OpenWire defines 2 types of pin lists:
- PinList contains pins but is not responsible to create or destroy them.
- PinListOwner contains pins and is responsible to create or destroy them.

== Data Types ==
Two pins in OpenWire can connect and exchange data only if they support compatible data types. Each pin can support one or more data types. The data types are distinguished by GUID unique for each data type.

== Format Converters ==
The latest version of OpenWire supports automatic data conversion. If two pins can't connect directly due to incompatible data types, a data format converter can be used automatically to convert the data between the pins. The developers can create and register format converters associated with different data types.

== Multi-threading ==
OpenWire is designed as thread-safe and well suited for multi-threading VCL and FireMonkey component development.

== Version history ==
The following is a rough outline of product release information.

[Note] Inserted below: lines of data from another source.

//! Port for structured conversation logging.
//!
//! Defines the [`ConversationLogger`] trait for recording council events
//! (round responses, peer reviews, debate messages, verdicts) to a
//! structured log.
//!
//! This is separate from `tracing`-based operation logs: tracing handles
//! human-readable diagnostic messages, while this port captures the full
//! council transcript in a machine-readable format (JSONL).

use serde_json::Value;

/// A structured conversation event for logging.
///
/// Each event has a type string and a JSON payload containing
/// event-specific fields. The adapter stamps the time.
pub struct ConversationEvent {
    /// Event type identifier (e.g., "round_response", "debate_message").
    pub event_type: &'static str,
    /// JSON payload with event-specific data.
    pub payload: Value,
}

impl ConversationEvent {
    pub fn new(event_type: &'static str, payload: Value) -> Self {
        Self {
            event_type,
            payload,
        }
    }
}

/// Port for logging conversation events to a structured log.
///
/// The `log` method is synchronous and non-fallible so that logging never
/// disrupts a council run; failures are ignored by adapters.
pub trait ConversationLogger: Send + Sync {
    /// Record a conversation event.
    fn log(&self, event: ConversationEvent);
}

/// No-op implementation for tests and when logging is disabled.
pub struct NoConversationLogger;

impl ConversationLogger for NoConversationLogger {
    fn log(&self, _event: ConversationEvent) {}
}
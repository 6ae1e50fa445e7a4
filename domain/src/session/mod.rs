//! Streaming session domain.
//!
//! - [`stream::StreamEvent`]: one event of an incremental model response

pub mod stream;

| Date | Version | Significant changes |
|---|---|---|
| August 31, 2001 | 1.2 | Official release. |
| September 4, 2001 | 1.3 | Small fixes. |
| November 21, 2001 | 1.4 | Minor changes. |
| February 16, 2002 | 1.5 | Improved multiple data type per pin support. |
| February 23, 2002 | 1.6 | Delphi 6.0 Support. |
| April 14, 2002 | 1.7 | C++ Builder 6.0 Support. |
| May 9, 2002 | 1.8 | Improved and cleanup release. |
| April 13, 2003 | 2.0 | Added StatePin and dispatchers support. |
| May 15, 2003 | 2.1 | Maintenance release. |
| August 27, 2003 | 2.2 | Maintenance release. |
| January 3, 2004 | 2.3 | Complex data type added. |
| December 2, 2004 | 2.4 | Added multithreading support. Delphi 2005 support. |
| June 22, 2005 | 2.5 | Improved Multithreading. |
| February 22, 2006 | 2.6 | Minor improvements. |
| January 4, 2007 | 3.0 | Added support for add on editors(Graphical). |
| October 25, 2007 | 3.1 | Fixed loading from Frames. |
| March 14, 2009 | 4.0 | Added Format Converters. Added Lazarus support for Windows, and Linux. |
| September 23, 2009 | 4.3 | Added Delphi and C++ Builder 2010 support. |
| May 7, 2010 | 4.5 | Added TOWMultiSinkPins. |
| September 2, 2011 | 5.0 | Added Delphi and C++ Builder XE, XE2 and FireMonkey support. 64 bit compatible. |
| October 1, 2011 | 5.0.1 | Maintenance release. |
| October 11, 2012 | 5.0.3 | Added Delphi and C++ Builder XE3 support. Added initial MAC support. |
| June 12, 2013 | 6.0 | Added Delphi and C++ Builder XE4 support. Dropped support for versions older than Delphi and C++ Builder XE2. Dropped Lazarus support due to lack of language features. |
| April 13, 2014 | 7.0 | Added Delphi and C++ Builder XE5 and XE6 support. Dropped support for versions older than Delphi and C++ Builder XE3. Added Android support. |
| November 13, 2014 | 7.5 | Added Delphi and C++ Builder XE7 support. Dropped support for versions older than Delphi and C++ Builder XE4. Redesigned to use the new free Mitov.Runtime library which significantly reduces the code. |
| April 12, 2015 | 7.6 | Added Delphi and C++ Builder XE8, and XE8 support Dropped support for versions older than Delphi and C++ Builder XE4. |
| October 26, 2015 | 7.7 | Added Delphi and C++ Builder 10 Seattle support |
| May 1, 2016 | 7.8 | Added Delphi and C++ Builder 10.1 Berlin support |
| December 21, 2018 | 7.8.2 | Added Delphi and C++ Builder 10.2 support |
| April 28, 2021 | 8.0.0 | Added Delphi and C++ Builder 10.3 and 10.4 support |
| October 11, 2021 | 8.0.0.36 | Added Delphi and C++ Builder 11.0 Alexandria support |
| December 6, 2023 | 8.0.0.101 | Added Delphi and C++ Builder 12.0 Athens support |
| March 26, 2025 | 8.0.0.142 | Added Delphi and C++ Builder 12.3 Athens support |

== Future development ==
A graphical OpenWire editor is under development. The latest version of the editor is available from the OpenWire Homepage.